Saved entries
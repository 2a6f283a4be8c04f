//! Daemon configuration.
//!
//! Configuration is stored in TOML. Every section is optional; anything left
//! out falls back to the defaults shown here:
//!
//! ```toml
//! destination = "~/OrganizedFiles"
//! sources = ["~/Downloads", "~/Desktop"]
//! # categories_file = "~/.config/tidyd/file_types.json"
//!
//! [categories]
//! Images = [".jpg", ".png"]
//! Documents = { text = [".txt", ".md"], office = [".docx", ".xlsx"] }
//!
//! [filters]
//! enable_hidden_files = false
//!
//! [filters.exclude]
//! filenames = ["desktop.ini", "Thumbs.db"]
//! patterns = []
//! extensions = []
//! regex = []
//!
//! [filters.include]
//! patterns = []
//!
//! [batching]
//! batch_interval_secs = 5
//! max_pending = 50
//! tick_interval_ms = 1000
//!
//! [settling]
//! temp_suffixes = [".tmp", ".crdownload", ".part"]
//! stability_delay_ms = 1000
//! max_attempts = 5
//! large_file_threshold = 10485760
//! require_readable = false
//!
//! [mover]
//! max_attempts = 10
//! retry_backoff_ms = 1000
//!
//! [features]
//! detect_duplicates = true
//! sniff_content = false
//! processed_set_limit = 1000
//!
//! [load]
//! high_water_percent = 80.0
//! overload_backoff_secs = 5
//!
//! [logging]
//! default = "info"
//! ```
//!
//! Categories may also come from a separate `categories_file` in JSON (or
//! TOML) with the same shape as the `[categories]` table. A missing or
//! malformed categories file is not fatal: the organizer keeps running and
//! files everything under `Others`.

use crate::file_category::CategoryTable;
use glob::Pattern;
use indexmap::IndexMap;
use regex::Regex;
use serde::{Deserialize, Serialize};
use std::collections::HashSet;
use std::fs;
use std::path::{Path, PathBuf};
use std::time::Duration;
use thiserror::Error;

/// Errors that can occur during configuration loading and filter compilation.
#[derive(Debug, Clone, Error)]
pub enum ConfigError {
    /// Configuration file not found at the specified path.
    #[error("Configuration file not found: {}", .0.display())]
    ConfigNotFound(PathBuf),
    /// Invalid TOML or JSON syntax or structure.
    #[error("Invalid configuration: {0}")]
    ConfigInvalid(String),
    /// Invalid glob pattern provided.
    #[error("Invalid glob pattern '{0}': expected *.ext or dir/**")]
    InvalidGlobPattern(String),
    /// Invalid regex pattern provided with the actual error reason.
    #[error("Invalid regex pattern '{pattern}': {reason}")]
    InvalidRegexPattern {
        /// The regex pattern that failed to compile.
        pattern: String,
        /// The reason why the pattern is invalid.
        reason: String,
    },
    /// IO error while reading configuration.
    #[error("IO error reading configuration: {0}")]
    IoError(String),
}

/// A category declaration: either a flat extension list or named groups of
/// extensions that are flattened in declaration order.
#[derive(Debug, Clone, PartialEq, Serialize, Deserialize)]
#[serde(untagged)]
pub enum CategoryEntry {
    /// `Images = [".jpg", ".png"]`
    Flat(Vec<String>),
    /// `Documents = { text = [".txt"], office = [".docx"] }`
    Nested(IndexMap<String, Vec<String>>),
}

impl CategoryEntry {
    /// All extensions of this entry, groups flattened in order.
    pub fn extensions(&self) -> Vec<&str> {
        match self {
            CategoryEntry::Flat(exts) => exts.iter().map(String::as_str).collect(),
            CategoryEntry::Nested(groups) => groups
                .values()
                .flatten()
                .map(String::as_str)
                .collect(),
        }
    }
}

/// Top-level daemon configuration.
#[derive(Debug, Clone, Serialize, Deserialize)]
#[serde(default)]
pub struct Config {
    /// Root folder that receives one subdirectory per category.
    pub destination: PathBuf,
    /// Directories to watch (non-recursively).
    pub sources: Vec<PathBuf>,
    /// Optional JSON or TOML file holding the category table.
    pub categories_file: Option<PathBuf>,
    /// Inline category table, in declaration order.
    pub categories: IndexMap<String, CategoryEntry>,
    pub filters: FilterRules,
    pub batching: BatchingConfig,
    pub settling: SettlingConfig,
    pub mover: MoverConfig,
    pub features: FeatureConfig,
    pub load: LoadConfig,
    pub logging: LoggingConfig,
}

impl Default for Config {
    fn default() -> Self {
        let home = dirs::home_dir().unwrap_or_else(|| PathBuf::from("."));
        Self {
            destination: home.join("OrganizedFiles"),
            sources: vec![home.join("Downloads"), home.join("Desktop")],
            categories_file: None,
            categories: IndexMap::new(),
            filters: FilterRules::default(),
            batching: BatchingConfig::default(),
            settling: SettlingConfig::default(),
            mover: MoverConfig::default(),
            features: FeatureConfig::default(),
            load: LoadConfig::default(),
            logging: LoggingConfig::default(),
        }
    }
}

/// Root-level filter rules applied to incoming events before they are queued.
#[derive(Debug, Clone, Serialize, Deserialize)]
pub struct FilterRules {
    /// Whether to include hidden files (starting with "."). Defaults to false.
    #[serde(default = "default_enable_hidden_files")]
    pub enable_hidden_files: bool,

    /// Rules for excluding files.
    #[serde(default)]
    pub exclude: ExcludeRules,

    /// Rules for including files (whitelist, overrides exclude rules).
    #[serde(default)]
    pub include: IncludeRules,
}

impl Default for FilterRules {
    fn default() -> Self {
        Self {
            enable_hidden_files: default_enable_hidden_files(),
            exclude: ExcludeRules::default(),
            include: IncludeRules::default(),
        }
    }
}

fn default_enable_hidden_files() -> bool {
    false
}

/// Rules for excluding files from organization.
#[derive(Debug, Clone, Default, Serialize, Deserialize)]
pub struct ExcludeRules {
    /// Exact filenames to exclude (e.g., "desktop.ini", "Thumbs.db").
    #[serde(default)]
    pub filenames: Vec<String>,

    /// Glob patterns to exclude, matched against the file name and the full path.
    #[serde(default)]
    pub patterns: Vec<String>,

    /// File extensions to exclude (e.g., "bak", "log").
    #[serde(default)]
    pub extensions: Vec<String>,

    /// Regex patterns matched against the file name.
    #[serde(default)]
    pub regex: Vec<String>,
}

/// Rules for including files, overriding exclude rules (whitelist).
#[derive(Debug, Clone, Default, Serialize, Deserialize)]
pub struct IncludeRules {
    /// Glob patterns that override exclude rules.
    #[serde(default)]
    pub patterns: Vec<String>,
}

/// Queue cadence.
#[derive(Debug, Clone, Serialize, Deserialize)]
#[serde(default)]
pub struct BatchingConfig {
    /// Minimum seconds between two drains of the pending queue.
    pub batch_interval_secs: u64,
    /// Maximum events released per drain.
    pub max_pending: usize,
    /// How often the worker loop ticks.
    pub tick_interval_ms: u64,
}
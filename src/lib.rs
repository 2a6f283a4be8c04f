//! tidyd - keeps download folders tidy
//!
//! This library watches source directories (typically Downloads and Desktop),
//! waits for new files to finish writing, classifies them by extension, and
//! moves them into per-category folders under a destination root without
//! ever overwriting an existing file. Files with content already seen during
//! the run can be left in place.

pub mod batcher;
pub mod cli;
pub mod config;
pub mod duplicates;
pub mod event;
pub mod file_category;
pub mod load;
pub mod logging;
pub mod mover;
pub mod organizer;
pub mod output;
pub mod settling;
pub mod stats;
pub mod watcher;

pub use batcher::EventBatcher;
pub use config::{CompiledFilters, Config, ConfigError};
pub use duplicates::DuplicateContentFilter;
pub use event::WatchEvent;
pub use file_category::{CategoryTable, ExtensionClassifier, OTHERS};
pub use mover::{CollisionSafeMover, MoveError};
pub use organizer::{EventIntake, Organizer, TickReport};
pub use settling::{PendingFile, Readiness, SettlingDetector, SkipReason};
pub use stats::StatsSnapshot;
pub use watcher::DirectoryWatcher;

pub use cli::{Args, run_cli};
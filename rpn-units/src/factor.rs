//! Exact conversion factors
//!
//! Factors are rationals so that reciprocals and transitive compositions
//! are exact: `inch -> foot` is exactly 1/12, never 0.08333...

use rpn_core::big::{IBig, RBig, UBig};
use rpn_core::{Number, RpnError};
use serde::{Deserialize, Serialize};
use std::fmt;

/// Multiplier taking a value in one unit to a value in another
#[derive(Debug, Clone, PartialEq, Eq, Serialize, Deserialize)]
#[serde(try_from = "FactorRepr", into = "FactorRepr")]
pub struct ConversionFactor(RBig);

#[derive(Serialize, Deserialize)]
struct FactorRepr {
    num: String,
    den: String,
}

impl ConversionFactor {
    pub fn one() -> Self {
        Self(RBig::ONE)
    }

    pub fn from_integer(n: i64) -> Self {
        Self(RBig::from(IBig::from(n)))
    }

    /// `10^power`, negative powers included
    pub fn power_of_ten(power: i32) -> Self {
        Self::power_of(10, power)
    }

    /// `2^power`
    pub fn power_of_two(power: i32) -> Self {
        Self::power_of(2, power)
    }

    fn power_of(base: u8, power: i32) -> Self {
        let magnitude = UBig::from(base).pow(power.unsigned_abs() as usize);
        if power >= 0 {
            Self(RBig::from(IBig::from(magnitude)))
        } else {
            Self(RBig::from_parts(IBig::ONE, magnitude))
        }
    }

    /// Parse an exact decimal, scientific or ratio literal:
    /// `"0.0254"`, `"1.602176634e-19"`, `"5/9"`
    pub fn parse(text: &str) -> Result<Self, RpnError> {
        let text = text.trim();
        if let Some((num, den)) = text.split_once('/') {
            return Self::parse(num)?.checked_div(&Self::parse(den)?);
        }

        let invalid = || RpnError::UnitBuild(format!("invalid conversion factor '{}'", text));

        let lower = text.to_lowercase();
        let (mantissa, exponent) = match lower.split_once('e') {
            Some((m, e)) => (m, e.parse::<i32>().map_err(|_| invalid())?),
            None => (lower.as_str(), 0),
        };
        let (negative, mantissa) = match mantissa.strip_prefix('-') {
            Some(rest) => (true, rest),
            None => (false, mantissa),
        };
        let (integer, fraction) = mantissa.split_once('.').unwrap_or((mantissa, ""));
        let digits = format!("{}{}", integer, fraction);
        if digits.is_empty() || !digits.bytes().all(|b| b.is_ascii_digit()) {
            return Err(invalid());
        }

        let significand: IBig = digits.parse().map_err(|_| invalid())?;
        let significand = if negative { -significand } else { significand };
        let scale = Self::power_of_ten(exponent - fraction.len() as i32);
        Ok(Self(RBig::from(significand)).mul(&scale))
    }

    pub fn is_zero(&self) -> bool {
        self.0 == RBig::ZERO
    }

    pub fn mul(&self, other: &Self) -> Self {
        Self(&self.0 * &other.0)
    }

    pub fn checked_div(&self, other: &Self) -> Result<Self, RpnError> {
        if other.is_zero() {
            return Err(RpnError::DivisionByZero);
        }
        Ok(Self(&self.0 / &other.0))
    }

    /// Reciprocal; zero factors never make it into a graph
    pub fn inverse(&self) -> Result<Self, RpnError> {
        Self::one().checked_div(self)
    }

    pub fn pow(&self, exponent: i32) -> Result<Self, RpnError> {
        let mut result = Self::one();
        for _ in 0..exponent.unsigned_abs() {
            result = result.mul(self);
        }
        if exponent < 0 {
            result.inverse()
        } else {
            Ok(result)
        }
    }

    /// Apply to a number: `value * factor`
    pub fn apply(&self, value: &Number) -> Number {
        value.scale(&self.0)
    }

    pub fn to_number(&self) -> Number {
        Number::from_rational(&self.0)
    }
}

impl fmt::Display for ConversionFactor {
    fn fmt(&self, f: &mut fmt::Formatter<'_>) -> fmt::Result {
        if self.0.denominator() == &UBig::ONE {
            write!(f, "{}", self.0.numerator())
        } else {
            write!(f, "{}/{}", self.0.numerator(), self.0.denominator())
        }
    }
}

impl From<ConversionFactor> for FactorRepr {
    fn from(factor: ConversionFactor) -> Self {
        FactorRepr {
            num: factor.0.numerator().to_string(),
            den: factor.0.denominator().to_string(),
        }
    }
}

impl TryFrom<FactorRepr> for ConversionFactor {
    type Error = String;

    fn try_from(repr: FactorRepr) -> Result<Self, Self::Error> {
        let num: IBig = repr.num.parse().map_err(|_| format!("bad numerator '{}'", repr.num))?;
        let den: UBig = repr.den.parse().map_err(|_| format!("bad denominator '{}'", repr.den))?;
        if den == UBig::ZERO {
            return Err("zero denominator".to_string());
        }
        Ok(Self(RBig::from_parts(num, den)))
    }
}

#[cfg(test)]
mod tests {
    use super::*;

    #[test]
    fn test_parse_decimal() {
        let inch = ConversionFactor::parse("0.0254").unwrap();
        assert_eq!(inch, ConversionFactor::parse("254/10000").unwrap());
        assert_eq!(inch.to_string(), "127/5000");
    }

    #[test]
    fn test_parse_scientific_and_ratio() {
        assert_eq!(ConversionFactor::parse("1.5e3").unwrap(), ConversionFactor::from_integer(1500));
        assert_eq!(ConversionFactor::parse("1e-3").unwrap(), ConversionFactor::power_of_ten(-3));
        assert_eq!(ConversionFactor::parse("5/9").unwrap().to_string(), "5/9");
        assert!(ConversionFactor::parse("abc").is_err());
        assert!(ConversionFactor::parse("1/0").is_err());
    }

    #[test]
    fn test_inverse_is_exact() {
        let twelve = ConversionFactor::from_integer(12);
        let inverse = twelve.inverse().unwrap();
        assert_eq!(inverse.mul(&twelve), ConversionFactor::one());
        assert_eq!(inverse.apply(&Number::from_i64(36)), Number::from_i64(3));
    }

    #[test]
    fn test_powers() {
        assert_eq!(ConversionFactor::power_of_two(10), ConversionFactor::from_integer(1024));
        let cubed = ConversionFactor::from_integer(3).pow(3).unwrap();
        assert_eq!(cubed, ConversionFactor::from_integer(27));
        assert_eq!(ConversionFactor::from_integer(2).pow(-1).unwrap().to_string(), "1/2");
    }

    #[test]
    fn test_serde_round_trip() {
        let factor = ConversionFactor::parse("0.45359237").unwrap();
        let json = serde_json::to_string(&factor).unwrap();
        let back: ConversionFactor = serde_json::from_str(&json).unwrap();
        assert_eq!(back, factor);
    }
}
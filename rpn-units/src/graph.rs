//! The immutable conversion graph
//!
//! Direct factors say `value_in_to = value_in_from * factor`. Nonlinear
//! conversions (temperature scales, dBm) are plain functions declared in
//! both directions; closure never derives them.

use crate::ConversionFactor;
use rpn_core::{Number, RpnError};
use std::collections::BTreeMap;
use std::fmt;

/// A conversion that is not a pure multiplication
pub type NonlinearFn = fn(&Number, u32) -> Result<Number, RpnError>;

pub(crate) type EdgeMap = BTreeMap<(String, String), ConversionFactor>;

#[derive(Clone, Default)]
pub struct ConversionGraph {
    direct: EdgeMap,
    nonlinear: BTreeMap<(String, String), NonlinearFn>,
}

impl ConversionGraph {
    pub(crate) fn new(direct: EdgeMap, nonlinear: BTreeMap<(String, String), NonlinearFn>) -> Self {
        Self { direct, nonlinear }
    }

    /// Direct factor from `from` to `to`, if the closure produced one
    pub fn factor(&self, from: &str, to: &str) -> Option<&ConversionFactor> {
        self.direct.get(&(from.to_string(), to.to_string()))
    }

    pub fn nonlinear(&self, from: &str, to: &str) -> Option<NonlinearFn> {
        self.nonlinear.get(&(from.to_string(), to.to_string())).copied()
    }

    /// Whether `unit` takes part in any nonlinear conversion
    pub fn is_nonlinear(&self, unit: &str) -> bool {
        self.nonlinear.keys().any(|(from, to)| from == unit || to == unit)
    }

    /// Convert along a single known edge, linear or not
    pub fn step(&self, value: &Number, from: &str, to: &str, precision: u32) -> Option<Result<Number, RpnError>> {
        if from == to {
            return Some(Ok(value.clone()));
        }
        if let Some(factor) = self.factor(from, to) {
            return Some(Ok(factor.apply(value)));
        }
        self.nonlinear(from, to).map(|convert| convert(value, precision))
    }

    pub fn edges(&self) -> impl Iterator<Item = (&str, &str, &ConversionFactor)> {
        self.direct.iter().map(|((from, to), factor)| (from.as_str(), to.as_str(), factor))
    }

    pub(crate) fn direct_factors(&self) -> &EdgeMap {
        &self.direct
    }

    pub(crate) fn nonlinear_table(&self) -> &BTreeMap<(String, String), NonlinearFn> {
        &self.nonlinear
    }

    pub fn edge_count(&self) -> usize {
        self.direct.len()
    }

    pub fn nonlinear_count(&self) -> usize {
        self.nonlinear.len()
    }
}

impl fmt::Debug for ConversionGraph {
    fn fmt(&self, f: &mut fmt::Formatter<'_>) -> fmt::Result {
        f.debug_struct("ConversionGraph")
            .field("edges", &self.direct.len())
            .field("nonlinear", &self.nonlinear.keys().collect::<Vec<_>>())
            .finish()
    }
}

#[cfg(test)]
mod tests {
    use super::*;

    fn double(value: &Number, _precision: u32) -> Result<Number, RpnError> {
        Ok(value.mul(&Number::from_i64(2)))
    }

    fn graph() -> ConversionGraph {
        let mut direct = EdgeMap::new();
        direct.insert(("foot".into(), "inch".into()), ConversionFactor::from_integer(12));
        let mut nonlinear: BTreeMap<(String, String), NonlinearFn> = BTreeMap::new();
        nonlinear.insert(("a".into(), "b".into()), double);
        ConversionGraph::new(direct, nonlinear)
    }

    #[test]
    fn test_step_linear_and_nonlinear() {
        let graph = graph();
        let three = Number::from_i64(3);
        assert_eq!(graph.step(&three, "foot", "inch", 50).unwrap().unwrap(), Number::from_i64(36));
        assert_eq!(graph.step(&three, "a", "b", 50).unwrap().unwrap(), Number::from_i64(6));
        assert_eq!(graph.step(&three, "foot", "foot", 50).unwrap().unwrap(), three);
        assert!(graph.step(&three, "inch", "foot", 50).is_none());
    }

    #[test]
    fn test_nonlinear_membership() {
        let graph = graph();
        assert!(graph.is_nonlinear("a"));
        assert!(graph.is_nonlinear("b"));
        assert!(!graph.is_nonlinear("foot"));
        assert_eq!(graph.edge_count(), 1);
    }
}
#[cfg(test)]
mod tests {
    use super::*;
    use rpn_core::Measurement;
    use rpn_plugin::{InterruptFlag, NoFunctions};
    use rpn_units::STANDARD_UNITS;

    fn n(value: i64) -> Value {
        Value::from(value)
    }

    fn list(values: &[i64]) -> Value {
        Value::List(values.iter().map(|&v| n(v)).collect())
    }

    fn m(value: i64, unit: &str) -> Value {
        Value::Measurement(Measurement::of_unit(Number::from_i64(value), unit))
    }

    fn run<T>(body: impl FnOnce(&OperatorContext<'_>) -> T) -> T {
        let units = STANDARD_UNITS.as_ref().ok().map(|system| system.as_ref());
        let interrupt = InterruptFlag::new();
        let ctx = OperatorContext::new(&NoFunctions, &interrupt).with_units(units);
        body(&ctx)
    }

    #[test]
    fn test_aggregates() {
        run(|ctx| {
            assert_eq!(sum(&[list(&[1, 2, 3, 4])], ctx).unwrap(), n(10));
            assert_eq!(sum(&[list(&[])], ctx).unwrap(), n(0));
            assert_eq!(product(&[list(&[2, 3, 4])], ctx).unwrap(), n(24));
            assert_eq!(mean(&[list(&[2, 4, 9])], ctx).unwrap(), n(5));
            assert!(mean(&[list(&[])], ctx).is_err());
            assert_eq!(max(&[list(&[3, 9, 2])], ctx).unwrap(), n(9));
            assert_eq!(min(&[list(&[3, 9, 2])], ctx).unwrap(), n(2));
            assert_eq!(count_items(&[list(&[3, 9, 2])], ctx).unwrap(), n(3));
        });
    }

    #[test]
    fn test_aggregates_per_inner_list() {
        run(|ctx| {
            let nested = Value::List(vec![list(&[1, 2]), list(&[3, 4])]);
            assert_eq!(sum(&[nested.clone()], ctx).unwrap(), list(&[3, 7]));
            assert_eq!(max(&[nested], ctx).unwrap(), list(&[2, 4]));
        });
    }

    #[test]
    fn test_aggregates_with_units() {
        run(|ctx| {
            let lengths = Value::List(vec![m(1, "foot"), m(12, "inch"), m(1, "yard")]);
            assert_eq!(sum(&[lengths.clone()], ctx).unwrap(), m(5, "foot"));
            assert_eq!(max(&[lengths], ctx).unwrap(), m(1, "yard"));
        });
    }

    #[test]
    fn test_ordering() {
        run(|ctx| {
            assert_eq!(sort(&[list(&[3, 1, 2])], ctx).unwrap(), list(&[1, 2, 3]));
            assert_eq!(sort_descending(&[list(&[3, 1, 2])], ctx).unwrap(), list(&[3, 2, 1]));
            assert_eq!(reverse(&[list(&[1, 2, 3])], ctx).unwrap(), list(&[3, 2, 1]));
            assert_eq!(unique(&[list(&[1, 2, 1, 3, 2])], ctx).unwrap(), list(&[1, 2, 3]));
            let mixed = Value::List(vec![n(1), m(1, "foot")]);
            assert!(sort(&[mixed], ctx).is_err());
        });
    }

    #[test]
    fn test_structure() {
        run(|ctx| {
            let nested = Value::List(vec![n(1), Value::List(vec![n(2), list(&[3])])]);
            assert_eq!(flatten(&[nested], ctx).unwrap(), list(&[1, 2, 3]));
            assert_eq!(append(&[list(&[1]), n(2)], ctx).unwrap(), list(&[1, 2]));
            assert_eq!(interleave(&[list(&[1, 3, 5, 7]), list(&[2, 4])], ctx).unwrap(), list(&[1, 2, 3, 4, 5, 7]));
            assert_eq!(union(&[list(&[1, 2]), list(&[2, 3])], ctx).unwrap(), list(&[1, 2, 3]));
            assert_eq!(intersection(&[list(&[1, 2, 3]), list(&[3, 2, 5])], ctx).unwrap(), list(&[2, 3]));
        });
    }

    #[test]
    fn test_access() {
        run(|ctx| {
            let values = list(&[10, 20, 30, 40, 50]);
            assert_eq!(element(&[values.clone(), n(1)], ctx).unwrap(), n(20));
            assert_eq!(element(&[values.clone(), list(&[0, 4])], ctx).unwrap(), list(&[10, 50]));
            assert!(element(&[values.clone(), n(5)], ctx).is_err());
            assert_eq!(left(&[values.clone(), n(2)], ctx).unwrap(), list(&[10, 20]));
            assert_eq!(right(&[values.clone(), n(2)], ctx).unwrap(), list(&[40, 50]));
            assert_eq!(right(&[values.clone(), n(9)], ctx).unwrap(), values);
            assert_eq!(slice(&[values.clone(), n(1), n(-1)], ctx).unwrap(), list(&[20, 30, 40]));
            assert_eq!(slice(&[values.clone(), n(3), n(1)], ctx).unwrap(), list(&[]));
            assert_eq!(sublist(&[values, n(1), n(3)], ctx).unwrap(), list(&[20, 30, 40]));
        });
    }

    #[test]
    fn test_range_and_diffs() {
        run(|ctx| {
            assert_eq!(range(&n(1), &n(5), ctx).unwrap(), list(&[1, 2, 3, 4, 5]));
            assert_eq!(range(&n(3), &n(1), ctx).unwrap(), list(&[3, 2, 1]));
            assert_eq!(range(&n(4), &n(4), ctx).unwrap(), list(&[4]));
            assert_eq!(diffs(&[list(&[1, 4, 9, 16])], ctx).unwrap(), list(&[3, 5, 7]));
        });
    }

    #[test]
    fn test_zero_indices() {
        run(|ctx| {
            let values = list(&[0, 3, 0, 5]);
            assert_eq!(zero(&[values.clone()], ctx).unwrap(), list(&[0, 2]));
            assert_eq!(nonzero(&[values], ctx).unwrap(), list(&[1, 3]));
        });
    }
}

What to do — Every line in the records above that contains the word "keys" is to be copied out.

Final answer —
        self.nonlinear.keys().any(|(from, to)| from == unit || to == unit)
            .field("nonlinear", &self.nonlinear.keys().collect::<Vec<_>>())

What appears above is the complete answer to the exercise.